Strategic Optimization of Annealing Parameters for Efficient and Low Hysteresis Triple Cation Perovskite Solar Cell

Abstract The highly efficient perovskite solar cells (PSCs) are often developed with a hybrid metal halide perovskite material as the absorber layer. Particularly, cesium (Cs) containing triple cation perovskites (CsFAMA) have emerged as prospective absorber materials owing to their high reproducibility and superior reliability. Mostly, the perovskite thin films preparation involves thermal annealing as a post‐treatment technique strongly dependent on the perovskite materials. By optimizing the parameters for thermal annealing temperature and annealing time, the fabrication of economical perovskite devices is achievable. Herein, we strategically investigated the influence of annealing time by keeping a constant annealing temperature on the growth of triple‐cation perovskite thin films and solar cells.

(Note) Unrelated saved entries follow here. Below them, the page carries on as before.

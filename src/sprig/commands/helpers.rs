use crate::error::{Result, SprigError};
use crate::model::{Plant, PlantId};
use crate::store::plant_store::PlantStore;
use crate::store::StorageBackend;
use std::fmt;
use std::str::FromStr;

/// A plant with its 1-based position in the stored list. The index is stable
/// under filtering, so `sprig list -s fern` and `sprig water 3` agree.
#[derive(Debug, Clone, PartialEq)]
pub struct DisplayPlant {
    pub index: usize,
    pub plant: Plant,
}

/// How a user refers to a plant on the command line.
#[derive(Debug, Clone, PartialEq, Eq)]
pub enum PlantSelector {
    Index(usize),
    /// Full id, or a case-insensitive exact name.
    Term(String),
}

impl FromStr for PlantSelector {
    type Err = SprigError;

    fn from_str(s: &str) -> Result<Self> {
        let s = s.trim();
        if s.is_empty() {
            return Err(SprigError::Api("Empty plant selector".to_string()));
        }
        if s.chars().all(|c| c.is_ascii_digit()) {
            // Too large for an index, so it can only be a numeric id.
            let Ok(index) = s.parse::<usize>() else {
                return Ok(PlantSelector::Term(s.to_string()));
            };
            if index == 0 {
                return Err(SprigError::Api("Indexes start at 1".to_string()));
            }
            return Ok(PlantSelector::Index(index));
        }
        Ok(PlantSelector::Term(s.to_string()))
    }
}

impl fmt::Display for PlantSelector {
    fn fmt(&self, f: &mut fmt::Formatter<'_>) -> fmt::Result {
        match self {
            PlantSelector::Index(i) => write!(f, "{}", i),
            PlantSelector::Term(t) => f.write_str(t),
        }
    }
}

pub fn parse_selectors<I: AsRef<str>>(inputs: &[I]) -> Result<Vec<PlantSelector>> {
    inputs.iter().map(|s| s.as_ref().parse()).collect()
}

pub fn indexed_plants<B: StorageBackend>(store: &PlantStore<B>) -> Result<Vec<DisplayPlant>> {
    Ok(store
        .list()?
        .into_iter()
        .enumerate()
        .map(|(i, plant)| DisplayPlant {
            index: i + 1,
            plant,
        })
        .collect())
}

fn find<'a>(plants: &'a [DisplayPlant], selector: &PlantSelector) -> Result<&'a DisplayPlant> {
    match selector {
        // Older records carry all-digit ids, so a number past the end of the
        // list is tried as an id.
        PlantSelector::Index(i) => {
            let id = i.to_string();
            plants
                .iter()
                .find(|dp| dp.index == *i)
                .or_else(|| plants.iter().find(|dp| dp.plant.id.as_str() == id))
                .ok_or_else(|| SprigError::PlantNotFound(selector.to_string()))
        }
        PlantSelector::Term(term) => {
            if let Some(dp) = plants.iter().find(|dp| dp.plant.id.as_str() == term) {
                return Ok(dp);
            }
            let needle = term.to_lowercase();
            let mut matches = plants
                .iter()
                .filter(|dp| dp.plant.name.to_lowercase() == needle);
            match (matches.next(), matches.next()) {
                (Some(dp), None) => Ok(dp),
                (Some(_), Some(_)) => Err(SprigError::Api(format!(
                    "More than one plant is called '{}', use its index instead",
                    term
                ))),
                (None, _) => Err(SprigError::PlantNotFound(term.clone())),
            }
        }
    }
}

/// Resolves every selector against the current list. Fails on the first one
/// that matches nothing, before anything is changed.
pub fn resolve_selectors<B: StorageBackend>(
    store: &PlantStore<B>,
    selectors: &[PlantSelector],
) -> Result<Vec<DisplayPlant>> {
    let plants = indexed_plants(store)?;
    let mut resolved: Vec<DisplayPlant> = Vec::with_capacity(selectors.len());
    for selector in selectors {
        let dp = find(&plants, selector)?;
        if !resolved.iter().any(|r| r.plant.id == dp.plant.id) {
            resolved.push(dp.clone());
        }
    }
    Ok(resolved)
}

pub fn resolve_one<B: StorageBackend>(
    store: &PlantStore<B>,
    selector: &PlantSelector,
) -> Result<DisplayPlant> {
    let plants = indexed_plants(store)?;
    find(&plants, selector).cloned()
}

pub fn resolve_ids<B: StorageBackend>(
    store: &PlantStore<B>,
    selectors: &[PlantSelector],
) -> Result<Vec<PlantId>> {
    Ok(resolve_selectors(store, selectors)?
        .into_iter()
        .map(|dp| dp.plant.id)
        .collect())
}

We observed the formation of highly crystallized perovskite thin films with efficient photovoltaic performance for the heating time of just 10 min at 120 °C. Further, the perovskite devices with optimized annealing temperature and time exhibited low hysteresis index might be attributed to reduced trap states owing to improved grain size and crystallinity of CsFAMA thin films. Reduced heating time is desirable and beneficial in the industrial fabrication of photovoltaic devices.